Problem description: All of the entries need to be repeated exactly. Leave nothing out.

--

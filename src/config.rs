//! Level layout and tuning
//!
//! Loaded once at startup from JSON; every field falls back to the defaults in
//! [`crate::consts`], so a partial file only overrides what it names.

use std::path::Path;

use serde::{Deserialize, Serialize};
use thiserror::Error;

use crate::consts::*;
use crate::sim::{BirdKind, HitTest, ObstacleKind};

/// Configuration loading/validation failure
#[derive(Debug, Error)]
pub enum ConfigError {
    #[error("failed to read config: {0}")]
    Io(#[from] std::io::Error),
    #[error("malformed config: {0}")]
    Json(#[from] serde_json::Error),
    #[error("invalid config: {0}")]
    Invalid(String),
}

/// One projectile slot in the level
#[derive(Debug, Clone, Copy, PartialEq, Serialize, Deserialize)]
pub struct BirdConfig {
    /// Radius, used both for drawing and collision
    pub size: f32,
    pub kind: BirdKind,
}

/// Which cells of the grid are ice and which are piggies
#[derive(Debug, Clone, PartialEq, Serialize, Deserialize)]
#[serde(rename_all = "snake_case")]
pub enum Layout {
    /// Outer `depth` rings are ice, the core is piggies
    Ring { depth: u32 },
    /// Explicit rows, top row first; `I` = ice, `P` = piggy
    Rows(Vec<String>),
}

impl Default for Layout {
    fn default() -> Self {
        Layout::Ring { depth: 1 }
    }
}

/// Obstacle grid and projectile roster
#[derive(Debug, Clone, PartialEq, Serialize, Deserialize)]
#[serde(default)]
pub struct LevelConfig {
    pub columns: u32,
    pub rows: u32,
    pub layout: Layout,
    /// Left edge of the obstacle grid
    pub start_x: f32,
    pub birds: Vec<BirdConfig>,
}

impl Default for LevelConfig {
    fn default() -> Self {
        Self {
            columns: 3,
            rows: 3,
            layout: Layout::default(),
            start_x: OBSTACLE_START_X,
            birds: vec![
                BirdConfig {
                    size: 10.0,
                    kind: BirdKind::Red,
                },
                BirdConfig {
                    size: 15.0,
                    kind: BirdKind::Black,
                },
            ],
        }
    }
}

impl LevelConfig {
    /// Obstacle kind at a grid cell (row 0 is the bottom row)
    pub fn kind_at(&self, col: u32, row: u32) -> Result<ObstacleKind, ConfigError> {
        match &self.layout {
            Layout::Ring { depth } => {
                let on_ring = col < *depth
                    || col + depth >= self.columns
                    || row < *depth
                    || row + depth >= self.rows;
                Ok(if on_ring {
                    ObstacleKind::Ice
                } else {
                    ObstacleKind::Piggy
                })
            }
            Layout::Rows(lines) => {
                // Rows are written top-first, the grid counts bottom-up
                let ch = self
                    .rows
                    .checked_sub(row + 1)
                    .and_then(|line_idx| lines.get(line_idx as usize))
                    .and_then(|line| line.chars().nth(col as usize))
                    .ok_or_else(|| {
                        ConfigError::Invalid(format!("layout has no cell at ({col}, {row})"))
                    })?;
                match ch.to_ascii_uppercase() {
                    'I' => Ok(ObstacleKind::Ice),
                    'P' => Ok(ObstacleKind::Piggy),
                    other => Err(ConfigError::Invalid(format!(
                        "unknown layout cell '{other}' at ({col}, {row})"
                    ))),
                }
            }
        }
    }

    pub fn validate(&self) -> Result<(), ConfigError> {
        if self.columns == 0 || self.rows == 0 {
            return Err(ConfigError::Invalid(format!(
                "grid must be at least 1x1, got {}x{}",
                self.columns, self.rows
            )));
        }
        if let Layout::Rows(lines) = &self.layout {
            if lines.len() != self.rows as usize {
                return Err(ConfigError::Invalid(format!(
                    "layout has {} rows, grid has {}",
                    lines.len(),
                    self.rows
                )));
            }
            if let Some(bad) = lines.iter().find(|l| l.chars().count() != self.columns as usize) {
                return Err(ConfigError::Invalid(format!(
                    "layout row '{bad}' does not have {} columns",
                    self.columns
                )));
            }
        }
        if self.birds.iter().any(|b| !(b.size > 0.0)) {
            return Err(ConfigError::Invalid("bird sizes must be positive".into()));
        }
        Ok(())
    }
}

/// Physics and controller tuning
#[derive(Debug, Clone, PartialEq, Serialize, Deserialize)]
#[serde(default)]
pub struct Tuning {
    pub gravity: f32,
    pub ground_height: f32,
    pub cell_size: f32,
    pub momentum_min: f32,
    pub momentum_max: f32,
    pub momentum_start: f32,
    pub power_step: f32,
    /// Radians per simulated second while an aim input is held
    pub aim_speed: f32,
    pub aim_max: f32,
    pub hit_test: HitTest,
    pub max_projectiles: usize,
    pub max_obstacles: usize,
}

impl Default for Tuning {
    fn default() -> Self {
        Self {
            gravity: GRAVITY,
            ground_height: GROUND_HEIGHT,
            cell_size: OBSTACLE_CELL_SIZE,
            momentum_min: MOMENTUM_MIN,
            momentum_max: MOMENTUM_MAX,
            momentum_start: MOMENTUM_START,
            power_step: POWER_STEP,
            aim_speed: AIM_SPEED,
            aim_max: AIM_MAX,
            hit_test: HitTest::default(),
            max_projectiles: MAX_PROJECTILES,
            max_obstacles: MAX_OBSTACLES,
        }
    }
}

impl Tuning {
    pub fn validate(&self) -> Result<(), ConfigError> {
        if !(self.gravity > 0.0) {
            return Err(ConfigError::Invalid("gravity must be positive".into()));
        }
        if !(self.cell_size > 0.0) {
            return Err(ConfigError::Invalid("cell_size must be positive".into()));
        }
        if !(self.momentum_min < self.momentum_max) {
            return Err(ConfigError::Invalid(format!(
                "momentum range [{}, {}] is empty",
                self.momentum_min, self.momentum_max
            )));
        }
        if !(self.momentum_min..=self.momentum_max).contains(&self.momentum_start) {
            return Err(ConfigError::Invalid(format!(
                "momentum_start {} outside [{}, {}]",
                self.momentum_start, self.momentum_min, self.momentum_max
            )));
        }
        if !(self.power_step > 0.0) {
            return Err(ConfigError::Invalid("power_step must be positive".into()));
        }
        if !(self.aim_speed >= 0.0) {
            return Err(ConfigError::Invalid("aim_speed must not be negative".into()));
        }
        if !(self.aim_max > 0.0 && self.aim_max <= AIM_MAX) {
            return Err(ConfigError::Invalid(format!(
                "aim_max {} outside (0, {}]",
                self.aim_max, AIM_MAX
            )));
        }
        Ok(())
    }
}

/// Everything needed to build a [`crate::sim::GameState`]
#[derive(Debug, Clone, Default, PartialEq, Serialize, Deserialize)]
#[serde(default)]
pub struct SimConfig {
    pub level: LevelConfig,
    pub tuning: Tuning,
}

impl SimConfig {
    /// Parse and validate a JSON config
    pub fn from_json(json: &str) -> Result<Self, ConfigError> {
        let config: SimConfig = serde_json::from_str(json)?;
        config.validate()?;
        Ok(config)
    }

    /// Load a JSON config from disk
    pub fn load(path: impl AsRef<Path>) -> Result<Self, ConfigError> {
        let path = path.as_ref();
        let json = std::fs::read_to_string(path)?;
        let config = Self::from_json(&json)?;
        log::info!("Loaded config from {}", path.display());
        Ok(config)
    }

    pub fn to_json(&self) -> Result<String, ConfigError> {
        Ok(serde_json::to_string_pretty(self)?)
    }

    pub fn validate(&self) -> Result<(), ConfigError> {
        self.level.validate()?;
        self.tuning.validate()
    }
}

--

Problem solution:
filename src/config.rs
//! Level layout and tuning
//!
//! Loaded once at startup from JSON; every field falls back to the defaults in
//! [`crate::consts`], so a partial file only overrides what it names.

use std::path::Path;

use serde::{Deserialize, Serialize};
use thiserror::Error;

use crate::consts::*;
use crate::sim::{BirdKind, HitTest, ObstacleKind};

/// Configuration loading/validation failure
#[derive(Debug, Error)]
pub enum ConfigError {
    #[error("failed to read config: {0}")]
    Io(#[from] std::io::Error),
    #[error("malformed config: {0}")]
    Json(#[from] serde_json::Error),
    #[error("invalid config: {0}")]
    Invalid(String),
}

/// One projectile slot in the level
#[derive(Debug, Clone, Copy, PartialEq, Serialize, Deserialize)]
pub struct BirdConfig {
    /// Radius, used both for drawing and collision
    pub size: f32,
    pub kind: BirdKind,
}

/// Which cells of the grid are ice and which are piggies
#[derive(Debug, Clone, PartialEq, Serialize, Deserialize)]
#[serde(rename_all = "snake_case")]
pub enum Layout {
    /// Outer `depth` rings are ice, the core is piggies
    Ring { depth: u32 },
    /// Explicit rows, top row first; `I` = ice, `P` = piggy
    Rows(Vec<String>),
}

impl Default for Layout {
    fn default() -> Self {
        Layout::Ring { depth: 1 }
    }
}

/// Obstacle grid and projectile roster
#[derive(Debug, Clone, PartialEq, Serialize, Deserialize)]
#[serde(default)]
pub struct LevelConfig {
    pub columns: u32,
    pub rows: u32,
    pub layout: Layout,
    /// Left edge of the obstacle grid
    pub start_x: f32,
    pub birds: Vec<BirdConfig>,
}

impl Default for LevelConfig {
    fn default() -> Self {
        Self {
            columns: 3,
            rows: 3,
            layout: Layout::default(),
            start_x: OBSTACLE_START_X,
            birds: vec![
                BirdConfig {
                    size: 10.0,
                    kind: BirdKind::Red,
                },
                BirdConfig {
                    size: 15.0,
                    kind: BirdKind::Black,
                },
            ],
        }
    }
}

impl LevelConfig {
    /// Obstacle kind at a grid cell (row 0 is the bottom row)
    pub fn kind_at(&self, col: u32, row: u32) -> Result<ObstacleKind, ConfigError> {
        match &self.layout {
            Layout::Ring { depth } => {
                let on_ring = col < *depth
                    || col + depth >= self.columns
                    || row < *depth
                    || row + depth >= self.rows;
                Ok(if on_ring {
                    ObstacleKind::Ice
                } else {
                    ObstacleKind::Piggy
                })
            }
            Layout::Rows(lines) => {
                // Rows are written top-first, the grid counts bottom-up
                let ch = self
                    .rows
                    .checked_sub(row + 1)
                    .and_then(|line_idx| lines.get(line_idx as usize))
                    .and_then(|line| line.chars().nth(col as usize))
                    .ok_or_else(|| {
                        ConfigError::Invalid(format!("layout has no cell at ({col}, {row})"))
                    })?;
                match ch.to_ascii_uppercase() {
                    'I' => Ok(ObstacleKind::Ice),
                    'P' => Ok(ObstacleKind::Piggy),
                    other => Err(ConfigError::Invalid(format!(
                        "unknown layout cell '{other}' at ({col}, {row})"
                    ))),
                }
            }
        }
    }

    pub fn validate(&self) -> Result<(), ConfigError> {
        if self.columns == 0 || self.rows == 0 {
            return Err(ConfigError::Invalid(format!(
                "grid must be at least 1x1, got {}x{}",
                self.columns, self.rows
            )));
        }
        if let Layout::Rows(lines) = &self.layout {
            if lines.len() != self.rows as usize {
                return Err(ConfigError::Invalid(format!(
                    "layout has {} rows, grid has {}",
                    lines.len(),
                    self.rows
                )));
            }
            if let Some(bad) = lines.iter().find(|l| l.chars().count() != self.columns as usize) {
                return Err(ConfigError::Invalid(format!(
                    "layout row '{bad}' does not have {} columns",
                    self.columns
                )));
            }
        }
        if self.birds.iter().any(|b| !(b.size > 0.0)) {
            return Err(ConfigError::Invalid("bird sizes must be positive".into()));
        }
        Ok(())
    }
}

/// Physics and controller tuning
#[derive(Debug, Clone, PartialEq, Serialize, Deserialize)]
#[serde(default)]
pub struct Tuning {
    pub gravity: f32,
    pub ground_height: f32,
    pub cell_size: f32,
    pub momentum_min: f32,
    pub momentum_max: f32,
    pub momentum_start: f32,
    pub power_step: f32,
    /// Radians per simulated second while an aim input is held
    pub aim_speed: f32,
    pub aim_max: f32,
    pub hit_test: HitTest,
    pub max_projectiles: usize,
    pub max_obstacles: usize,
}

impl Default for Tuning {
    fn default() -> Self {
        Self {
            gravity: GRAVITY,
            ground_height: GROUND_HEIGHT,
            cell_size: OBSTACLE_CELL_SIZE,
            momentum_min: MOMENTUM_MIN,
            momentum_max: MOMENTUM_MAX,
            momentum_start: MOMENTUM_START,
            power_step: POWER_STEP,
            aim_speed: AIM_SPEED,
            aim_max: AIM_MAX,
            hit_test: HitTest::default(),
            max_projectiles: MAX_PROJECTILES,
            max_obstacles: MAX_OBSTACLES,
        }
    }
}

impl Tuning {
    pub fn validate(&self) -> Result<(), ConfigError> {
        if !(self.gravity > 0.0) {
            return Err(ConfigError::Invalid("gravity must be positive".into()));
        }
        if !(self.cell_size > 0.0) {
            return Err(ConfigError::Invalid("cell_size must be positive".into()));
        }
        if !(self.momentum_min < self.momentum_max) {
            return Err(ConfigError::Invalid(format!(
                "momentum range [{}, {}] is empty",
                self.momentum_min, self.momentum_max
            )));
        }
        if !(self.momentum_min..=self.momentum_max).contains(&self.momentum_start) {
            return Err(ConfigError::Invalid(format!(
                "momentum_start {} outside [{}, {}]",
                self.momentum_start, self.momentum_min, self.momentum_max
            )));
        }
        if !(self.power_step > 0.0) {
            return Err(ConfigError::Invalid("power_step must be positive".into()));
        }
        if !(self.aim_speed >= 0.0) {
            return Err(ConfigError::Invalid("aim_speed must not be negative".into()));
        }
        if !(self.aim_max > 0.0 && self.aim_max <= AIM_MAX) {
            return Err(ConfigError::Invalid(format!(
                "aim_max {} outside (0, {}]",
                self.aim_max, AIM_MAX
            )));
        }
        Ok(())
    }
}

/// Everything needed to build a [`crate::sim::GameState`]
#[derive(Debug, Clone, Default, PartialEq, Serialize, Deserialize)]
#[serde(default)]
pub struct SimConfig {
    pub level: LevelConfig,
    pub tuning: Tuning,
}

impl SimConfig {
    /// Parse and validate a JSON config
    pub fn from_json(json: &str) -> Result<Self, ConfigError> {
        let config: SimConfig = serde_json::from_str(json)?;
        config.validate()?;
        Ok(config)
    }

    /// Load a JSON config from disk
    pub fn load(path: impl AsRef<Path>) -> Result<Self, ConfigError> {
        let path = path.as_ref();
        let json = std::fs::read_to_string(path)?;
        let config = Self::from_json(&json)?;
        log::info!("Loaded config from {}", path.display());
        Ok(config)
    }

    pub fn to_json(&self) -> Result<String, ConfigError> {
        Ok(serde_json::to_string_pretty(self)?)
    }

    pub fn validate(&self) -> Result<(), ConfigError> {
        self.level.validate()?;
        self.tuning.validate()
    }
}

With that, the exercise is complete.